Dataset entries
++++++++++

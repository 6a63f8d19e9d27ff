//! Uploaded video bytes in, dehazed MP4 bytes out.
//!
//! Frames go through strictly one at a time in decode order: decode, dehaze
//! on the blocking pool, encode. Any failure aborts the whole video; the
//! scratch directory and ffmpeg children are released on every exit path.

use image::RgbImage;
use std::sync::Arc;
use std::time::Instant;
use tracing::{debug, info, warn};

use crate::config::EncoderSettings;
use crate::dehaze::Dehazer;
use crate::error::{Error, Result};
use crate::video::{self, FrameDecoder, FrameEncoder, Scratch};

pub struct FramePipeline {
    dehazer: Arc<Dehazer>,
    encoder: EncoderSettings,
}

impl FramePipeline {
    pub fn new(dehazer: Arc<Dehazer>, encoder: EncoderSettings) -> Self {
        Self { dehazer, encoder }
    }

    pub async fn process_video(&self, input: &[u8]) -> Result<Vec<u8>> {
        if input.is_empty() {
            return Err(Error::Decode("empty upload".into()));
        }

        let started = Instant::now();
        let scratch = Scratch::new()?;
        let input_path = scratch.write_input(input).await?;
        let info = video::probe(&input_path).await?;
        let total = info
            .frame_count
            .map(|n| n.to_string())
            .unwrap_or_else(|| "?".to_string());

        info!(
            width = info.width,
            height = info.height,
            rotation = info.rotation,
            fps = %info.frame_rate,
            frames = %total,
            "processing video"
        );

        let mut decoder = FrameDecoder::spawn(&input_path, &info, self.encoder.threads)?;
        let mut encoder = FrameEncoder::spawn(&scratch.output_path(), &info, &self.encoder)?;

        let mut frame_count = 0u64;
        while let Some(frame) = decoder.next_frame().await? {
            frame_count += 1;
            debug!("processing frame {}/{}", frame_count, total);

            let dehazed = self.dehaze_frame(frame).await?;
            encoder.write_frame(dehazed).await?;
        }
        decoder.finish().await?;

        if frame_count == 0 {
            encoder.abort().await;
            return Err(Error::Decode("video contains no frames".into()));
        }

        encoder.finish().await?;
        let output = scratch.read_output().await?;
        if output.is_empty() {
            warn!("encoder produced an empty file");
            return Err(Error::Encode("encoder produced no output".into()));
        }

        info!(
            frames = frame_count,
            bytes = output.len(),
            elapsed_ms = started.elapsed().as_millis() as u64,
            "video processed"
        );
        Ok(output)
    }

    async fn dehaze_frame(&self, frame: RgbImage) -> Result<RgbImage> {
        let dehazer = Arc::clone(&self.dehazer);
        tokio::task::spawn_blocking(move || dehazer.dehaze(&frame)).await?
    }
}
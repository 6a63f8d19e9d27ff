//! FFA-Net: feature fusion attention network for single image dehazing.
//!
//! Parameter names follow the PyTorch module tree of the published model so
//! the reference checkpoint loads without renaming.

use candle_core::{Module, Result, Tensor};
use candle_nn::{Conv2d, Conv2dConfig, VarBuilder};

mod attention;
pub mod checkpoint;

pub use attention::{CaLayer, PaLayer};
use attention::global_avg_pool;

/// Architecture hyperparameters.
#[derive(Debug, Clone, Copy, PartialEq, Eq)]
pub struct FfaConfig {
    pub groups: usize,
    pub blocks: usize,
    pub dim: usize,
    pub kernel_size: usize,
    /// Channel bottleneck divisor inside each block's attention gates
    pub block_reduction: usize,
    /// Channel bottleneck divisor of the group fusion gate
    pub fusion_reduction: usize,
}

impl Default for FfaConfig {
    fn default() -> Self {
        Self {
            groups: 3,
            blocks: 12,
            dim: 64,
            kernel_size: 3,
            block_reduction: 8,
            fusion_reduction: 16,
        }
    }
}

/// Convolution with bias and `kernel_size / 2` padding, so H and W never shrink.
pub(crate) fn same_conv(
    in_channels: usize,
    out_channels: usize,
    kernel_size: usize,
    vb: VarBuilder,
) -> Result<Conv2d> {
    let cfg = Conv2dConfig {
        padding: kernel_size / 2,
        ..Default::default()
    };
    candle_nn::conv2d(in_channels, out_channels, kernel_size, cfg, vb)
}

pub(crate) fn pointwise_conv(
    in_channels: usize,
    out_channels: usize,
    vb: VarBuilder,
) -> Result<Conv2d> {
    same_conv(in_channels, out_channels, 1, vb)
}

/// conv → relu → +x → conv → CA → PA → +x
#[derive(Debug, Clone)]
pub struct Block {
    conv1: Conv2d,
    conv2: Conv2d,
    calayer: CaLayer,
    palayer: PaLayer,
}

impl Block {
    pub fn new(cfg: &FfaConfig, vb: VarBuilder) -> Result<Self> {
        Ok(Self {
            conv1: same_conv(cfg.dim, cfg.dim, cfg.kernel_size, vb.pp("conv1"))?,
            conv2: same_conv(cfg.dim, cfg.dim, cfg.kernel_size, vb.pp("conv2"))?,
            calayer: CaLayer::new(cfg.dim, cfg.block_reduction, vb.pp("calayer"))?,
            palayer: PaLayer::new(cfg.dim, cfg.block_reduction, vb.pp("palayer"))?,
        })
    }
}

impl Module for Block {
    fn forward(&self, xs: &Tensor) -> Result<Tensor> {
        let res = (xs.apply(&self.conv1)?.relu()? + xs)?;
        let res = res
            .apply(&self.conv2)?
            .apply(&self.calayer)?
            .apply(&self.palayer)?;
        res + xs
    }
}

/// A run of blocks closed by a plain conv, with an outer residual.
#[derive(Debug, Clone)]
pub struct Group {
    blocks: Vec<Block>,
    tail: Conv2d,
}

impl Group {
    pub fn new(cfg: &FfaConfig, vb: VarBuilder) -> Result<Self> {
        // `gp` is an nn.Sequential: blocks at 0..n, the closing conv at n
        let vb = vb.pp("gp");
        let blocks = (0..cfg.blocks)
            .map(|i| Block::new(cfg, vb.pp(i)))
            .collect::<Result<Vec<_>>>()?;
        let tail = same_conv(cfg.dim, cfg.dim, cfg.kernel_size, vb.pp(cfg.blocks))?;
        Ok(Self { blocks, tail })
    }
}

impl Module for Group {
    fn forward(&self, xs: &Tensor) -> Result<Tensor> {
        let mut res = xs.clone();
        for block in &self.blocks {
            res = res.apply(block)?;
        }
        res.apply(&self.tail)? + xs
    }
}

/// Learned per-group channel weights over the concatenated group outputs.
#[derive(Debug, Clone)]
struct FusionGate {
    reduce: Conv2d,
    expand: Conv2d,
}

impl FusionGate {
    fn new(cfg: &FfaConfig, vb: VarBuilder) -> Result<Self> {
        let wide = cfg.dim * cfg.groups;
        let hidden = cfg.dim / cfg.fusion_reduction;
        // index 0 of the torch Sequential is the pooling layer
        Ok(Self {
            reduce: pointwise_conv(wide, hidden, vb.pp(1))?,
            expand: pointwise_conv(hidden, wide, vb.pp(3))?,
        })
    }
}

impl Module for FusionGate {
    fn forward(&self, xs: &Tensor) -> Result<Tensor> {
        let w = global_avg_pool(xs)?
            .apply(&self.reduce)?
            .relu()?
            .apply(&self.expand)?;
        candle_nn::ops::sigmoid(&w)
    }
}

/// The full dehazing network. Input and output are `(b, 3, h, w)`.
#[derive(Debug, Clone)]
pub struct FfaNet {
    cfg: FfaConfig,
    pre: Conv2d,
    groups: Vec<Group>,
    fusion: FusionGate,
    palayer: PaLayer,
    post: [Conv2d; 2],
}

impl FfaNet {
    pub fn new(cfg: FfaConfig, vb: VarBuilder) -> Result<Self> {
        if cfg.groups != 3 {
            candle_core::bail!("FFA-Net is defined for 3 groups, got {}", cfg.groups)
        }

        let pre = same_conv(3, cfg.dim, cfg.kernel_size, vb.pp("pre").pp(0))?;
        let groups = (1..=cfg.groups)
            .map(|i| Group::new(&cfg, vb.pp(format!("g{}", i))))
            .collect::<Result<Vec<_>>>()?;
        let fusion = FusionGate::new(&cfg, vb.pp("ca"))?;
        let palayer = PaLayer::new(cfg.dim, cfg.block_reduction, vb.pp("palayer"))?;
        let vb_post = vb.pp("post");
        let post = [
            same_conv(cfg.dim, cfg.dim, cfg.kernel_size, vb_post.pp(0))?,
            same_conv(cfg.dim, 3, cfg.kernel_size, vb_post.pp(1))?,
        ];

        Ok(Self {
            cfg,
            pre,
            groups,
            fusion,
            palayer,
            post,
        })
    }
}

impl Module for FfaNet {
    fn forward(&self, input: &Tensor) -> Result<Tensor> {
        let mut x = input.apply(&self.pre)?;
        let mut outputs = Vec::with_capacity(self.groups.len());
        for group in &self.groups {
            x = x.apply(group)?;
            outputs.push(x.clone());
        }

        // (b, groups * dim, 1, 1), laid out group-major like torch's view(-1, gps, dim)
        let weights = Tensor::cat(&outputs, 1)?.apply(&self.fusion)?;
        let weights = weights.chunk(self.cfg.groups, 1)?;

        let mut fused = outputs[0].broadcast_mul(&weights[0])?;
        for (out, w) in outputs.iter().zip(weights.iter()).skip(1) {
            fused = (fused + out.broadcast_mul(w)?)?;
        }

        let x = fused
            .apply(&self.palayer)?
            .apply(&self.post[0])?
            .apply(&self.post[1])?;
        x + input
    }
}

++++++++++

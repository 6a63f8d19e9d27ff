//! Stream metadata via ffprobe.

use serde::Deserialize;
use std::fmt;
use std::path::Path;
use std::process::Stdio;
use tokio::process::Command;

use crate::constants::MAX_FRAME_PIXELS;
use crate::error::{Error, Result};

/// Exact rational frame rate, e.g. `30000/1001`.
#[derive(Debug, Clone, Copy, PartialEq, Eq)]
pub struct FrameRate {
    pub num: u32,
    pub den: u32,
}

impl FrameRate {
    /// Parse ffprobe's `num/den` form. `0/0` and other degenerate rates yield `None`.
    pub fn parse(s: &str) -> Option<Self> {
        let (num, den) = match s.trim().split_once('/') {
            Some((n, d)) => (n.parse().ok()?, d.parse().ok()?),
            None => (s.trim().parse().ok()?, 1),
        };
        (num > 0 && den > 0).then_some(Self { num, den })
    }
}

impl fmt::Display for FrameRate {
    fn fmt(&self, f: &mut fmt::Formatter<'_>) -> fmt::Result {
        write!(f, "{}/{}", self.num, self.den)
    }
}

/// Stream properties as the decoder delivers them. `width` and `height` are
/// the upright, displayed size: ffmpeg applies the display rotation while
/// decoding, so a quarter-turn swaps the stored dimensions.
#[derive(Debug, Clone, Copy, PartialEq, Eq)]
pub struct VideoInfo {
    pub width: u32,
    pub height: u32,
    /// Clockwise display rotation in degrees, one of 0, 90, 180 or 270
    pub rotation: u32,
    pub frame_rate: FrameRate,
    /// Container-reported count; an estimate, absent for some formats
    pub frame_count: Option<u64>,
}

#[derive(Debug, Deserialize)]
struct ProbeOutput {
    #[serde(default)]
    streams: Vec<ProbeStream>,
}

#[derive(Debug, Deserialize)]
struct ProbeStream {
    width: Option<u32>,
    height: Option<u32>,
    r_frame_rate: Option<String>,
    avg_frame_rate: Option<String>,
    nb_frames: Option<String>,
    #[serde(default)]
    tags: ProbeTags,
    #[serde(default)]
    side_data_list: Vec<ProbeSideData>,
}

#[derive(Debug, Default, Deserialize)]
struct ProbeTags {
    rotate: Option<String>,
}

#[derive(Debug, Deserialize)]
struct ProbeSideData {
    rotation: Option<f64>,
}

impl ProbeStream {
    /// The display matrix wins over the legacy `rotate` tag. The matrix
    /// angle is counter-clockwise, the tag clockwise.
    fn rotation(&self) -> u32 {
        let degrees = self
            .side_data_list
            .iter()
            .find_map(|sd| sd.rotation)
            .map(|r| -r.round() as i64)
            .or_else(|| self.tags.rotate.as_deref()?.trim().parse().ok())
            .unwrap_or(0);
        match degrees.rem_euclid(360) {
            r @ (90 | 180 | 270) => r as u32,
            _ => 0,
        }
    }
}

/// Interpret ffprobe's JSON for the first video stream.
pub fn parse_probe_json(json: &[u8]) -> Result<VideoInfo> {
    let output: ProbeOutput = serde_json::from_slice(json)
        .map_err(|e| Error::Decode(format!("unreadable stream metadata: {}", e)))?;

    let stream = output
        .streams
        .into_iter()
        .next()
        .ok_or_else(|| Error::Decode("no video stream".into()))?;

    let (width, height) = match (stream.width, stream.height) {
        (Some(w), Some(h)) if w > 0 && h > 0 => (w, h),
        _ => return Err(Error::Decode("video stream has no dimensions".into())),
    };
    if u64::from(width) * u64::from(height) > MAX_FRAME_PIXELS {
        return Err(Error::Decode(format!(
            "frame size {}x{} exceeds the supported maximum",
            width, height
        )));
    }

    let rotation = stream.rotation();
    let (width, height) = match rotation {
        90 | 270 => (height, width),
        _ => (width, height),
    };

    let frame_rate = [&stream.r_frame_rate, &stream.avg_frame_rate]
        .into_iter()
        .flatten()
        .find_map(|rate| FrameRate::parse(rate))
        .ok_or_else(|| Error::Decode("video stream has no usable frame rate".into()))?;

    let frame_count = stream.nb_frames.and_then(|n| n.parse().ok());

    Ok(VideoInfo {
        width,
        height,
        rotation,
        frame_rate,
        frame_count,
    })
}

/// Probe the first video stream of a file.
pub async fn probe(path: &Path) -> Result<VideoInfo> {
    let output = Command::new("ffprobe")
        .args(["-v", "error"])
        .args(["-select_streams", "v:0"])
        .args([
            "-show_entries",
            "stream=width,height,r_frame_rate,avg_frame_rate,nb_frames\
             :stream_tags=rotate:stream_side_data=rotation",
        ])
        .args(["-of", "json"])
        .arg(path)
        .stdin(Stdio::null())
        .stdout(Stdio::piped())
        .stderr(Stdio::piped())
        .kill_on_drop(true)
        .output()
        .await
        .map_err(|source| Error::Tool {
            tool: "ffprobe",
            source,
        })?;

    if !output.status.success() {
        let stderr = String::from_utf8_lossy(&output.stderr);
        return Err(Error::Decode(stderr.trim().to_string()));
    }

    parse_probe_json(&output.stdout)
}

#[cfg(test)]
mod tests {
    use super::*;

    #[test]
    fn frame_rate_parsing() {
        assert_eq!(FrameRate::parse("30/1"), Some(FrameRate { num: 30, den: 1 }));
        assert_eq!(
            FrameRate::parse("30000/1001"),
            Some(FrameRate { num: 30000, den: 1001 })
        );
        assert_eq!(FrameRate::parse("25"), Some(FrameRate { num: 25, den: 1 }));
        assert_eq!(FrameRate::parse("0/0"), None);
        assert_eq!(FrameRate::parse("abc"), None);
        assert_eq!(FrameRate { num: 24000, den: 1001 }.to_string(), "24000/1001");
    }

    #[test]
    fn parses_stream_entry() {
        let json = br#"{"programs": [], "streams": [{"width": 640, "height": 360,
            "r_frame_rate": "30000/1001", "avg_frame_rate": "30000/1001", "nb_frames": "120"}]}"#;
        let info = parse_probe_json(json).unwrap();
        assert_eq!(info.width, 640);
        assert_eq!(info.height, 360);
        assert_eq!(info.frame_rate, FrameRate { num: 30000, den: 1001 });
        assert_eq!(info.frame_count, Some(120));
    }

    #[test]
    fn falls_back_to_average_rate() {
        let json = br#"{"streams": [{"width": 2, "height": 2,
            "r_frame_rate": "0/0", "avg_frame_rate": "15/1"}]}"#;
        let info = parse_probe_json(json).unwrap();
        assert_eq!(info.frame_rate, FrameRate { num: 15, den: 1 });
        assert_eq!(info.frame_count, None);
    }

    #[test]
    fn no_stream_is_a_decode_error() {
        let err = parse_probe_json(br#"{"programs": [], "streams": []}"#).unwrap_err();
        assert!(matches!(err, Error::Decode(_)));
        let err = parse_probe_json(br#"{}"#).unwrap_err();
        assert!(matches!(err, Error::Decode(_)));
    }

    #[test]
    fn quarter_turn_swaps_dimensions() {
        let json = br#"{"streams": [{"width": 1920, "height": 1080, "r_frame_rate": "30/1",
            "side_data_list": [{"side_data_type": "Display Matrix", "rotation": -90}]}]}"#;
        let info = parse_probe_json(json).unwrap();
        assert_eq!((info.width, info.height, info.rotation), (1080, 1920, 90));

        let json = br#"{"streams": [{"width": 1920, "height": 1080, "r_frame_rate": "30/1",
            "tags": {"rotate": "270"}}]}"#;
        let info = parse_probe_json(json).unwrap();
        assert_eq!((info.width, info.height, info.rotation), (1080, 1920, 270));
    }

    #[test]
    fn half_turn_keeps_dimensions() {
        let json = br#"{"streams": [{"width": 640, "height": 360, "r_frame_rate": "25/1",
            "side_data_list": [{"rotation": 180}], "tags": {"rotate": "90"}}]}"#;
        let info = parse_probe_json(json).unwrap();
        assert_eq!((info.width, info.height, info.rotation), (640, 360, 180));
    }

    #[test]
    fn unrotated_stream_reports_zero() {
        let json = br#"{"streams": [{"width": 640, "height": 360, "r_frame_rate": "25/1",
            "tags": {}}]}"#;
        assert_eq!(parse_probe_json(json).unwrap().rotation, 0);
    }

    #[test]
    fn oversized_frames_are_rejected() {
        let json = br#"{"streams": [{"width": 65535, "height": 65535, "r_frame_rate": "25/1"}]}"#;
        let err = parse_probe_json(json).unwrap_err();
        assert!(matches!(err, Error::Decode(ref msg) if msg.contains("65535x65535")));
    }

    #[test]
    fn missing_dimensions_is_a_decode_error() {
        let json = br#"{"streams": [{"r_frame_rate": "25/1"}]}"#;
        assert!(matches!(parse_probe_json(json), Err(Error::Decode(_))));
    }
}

++++++++++

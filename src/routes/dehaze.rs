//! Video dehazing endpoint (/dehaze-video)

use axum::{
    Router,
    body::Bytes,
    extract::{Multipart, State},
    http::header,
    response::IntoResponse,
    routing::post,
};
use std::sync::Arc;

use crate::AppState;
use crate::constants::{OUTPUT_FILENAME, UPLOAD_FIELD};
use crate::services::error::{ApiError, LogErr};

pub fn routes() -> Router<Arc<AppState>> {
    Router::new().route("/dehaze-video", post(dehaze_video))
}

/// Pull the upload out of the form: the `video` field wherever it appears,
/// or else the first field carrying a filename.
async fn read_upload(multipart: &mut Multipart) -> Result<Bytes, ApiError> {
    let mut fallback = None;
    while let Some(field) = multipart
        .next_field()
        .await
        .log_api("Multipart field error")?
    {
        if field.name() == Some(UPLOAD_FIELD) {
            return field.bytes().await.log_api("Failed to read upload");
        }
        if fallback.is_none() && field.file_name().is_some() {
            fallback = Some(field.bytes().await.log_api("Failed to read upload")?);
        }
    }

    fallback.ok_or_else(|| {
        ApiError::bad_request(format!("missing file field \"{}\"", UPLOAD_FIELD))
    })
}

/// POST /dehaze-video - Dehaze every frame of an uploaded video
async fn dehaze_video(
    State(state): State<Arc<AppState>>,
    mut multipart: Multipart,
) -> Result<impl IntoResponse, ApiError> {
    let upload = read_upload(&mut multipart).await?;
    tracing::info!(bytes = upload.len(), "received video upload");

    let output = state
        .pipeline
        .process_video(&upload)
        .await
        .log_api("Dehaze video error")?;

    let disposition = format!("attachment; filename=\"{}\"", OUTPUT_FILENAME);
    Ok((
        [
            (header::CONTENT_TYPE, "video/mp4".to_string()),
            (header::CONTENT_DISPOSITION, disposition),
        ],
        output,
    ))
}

++++++++++

▶ **Work instructions**
What are the lines above, starting at the one with "pub struct Group" and ending at the one with "pub fn new(cfg: FfaConfig, vb: VarBuilder)"? Give them again exactly, and only them.

▶ **Solved exercise**
pub struct Group {
    blocks: Vec<Block>,
    tail: Conv2d,
}

impl Group {
    pub fn new(cfg: &FfaConfig, vb: VarBuilder) -> Result<Self> {
        // `gp` is an nn.Sequential: blocks at 0..n, the closing conv at n
        let vb = vb.pp("gp");
        let blocks = (0..cfg.blocks)
            .map(|i| Block::new(cfg, vb.pp(i)))
            .collect::<Result<Vec<_>>>()?;
        let tail = same_conv(cfg.dim, cfg.dim, cfg.kernel_size, vb.pp(cfg.blocks))?;
        Ok(Self { blocks, tail })
    }
}

impl Module for Group {
    fn forward(&self, xs: &Tensor) -> Result<Tensor> {
        let mut res = xs.clone();
        for block in &self.blocks {
            res = res.apply(block)?;
        }
        res.apply(&self.tail)? + xs
    }
}

/// Learned per-group channel weights over the concatenated group outputs.
#[derive(Debug, Clone)]
struct FusionGate {
    reduce: Conv2d,
    expand: Conv2d,
}

impl FusionGate {
    fn new(cfg: &FfaConfig, vb: VarBuilder) -> Result<Self> {
        let wide = cfg.dim * cfg.groups;
        let hidden = cfg.dim / cfg.fusion_reduction;
        // index 0 of the torch Sequential is the pooling layer
        Ok(Self {
            reduce: pointwise_conv(wide, hidden, vb.pp(1))?,
            expand: pointwise_conv(hidden, wide, vb.pp(3))?,
        })
    }
}

impl Module for FusionGate {
    fn forward(&self, xs: &Tensor) -> Result<Tensor> {
        let w = global_avg_pool(xs)?
            .apply(&self.reduce)?
            .relu()?
            .apply(&self.expand)?;
        candle_nn::ops::sigmoid(&w)
    }
}

/// The full dehazing network. Input and output are `(b, 3, h, w)`.
#[derive(Debug, Clone)]
pub struct FfaNet {
    cfg: FfaConfig,
    pre: Conv2d,
    groups: Vec<Group>,
    fusion: FusionGate,
    palayer: PaLayer,
    post: [Conv2d; 2],
}

impl FfaNet {
    pub fn new(cfg: FfaConfig, vb: VarBuilder) -> Result<Self> {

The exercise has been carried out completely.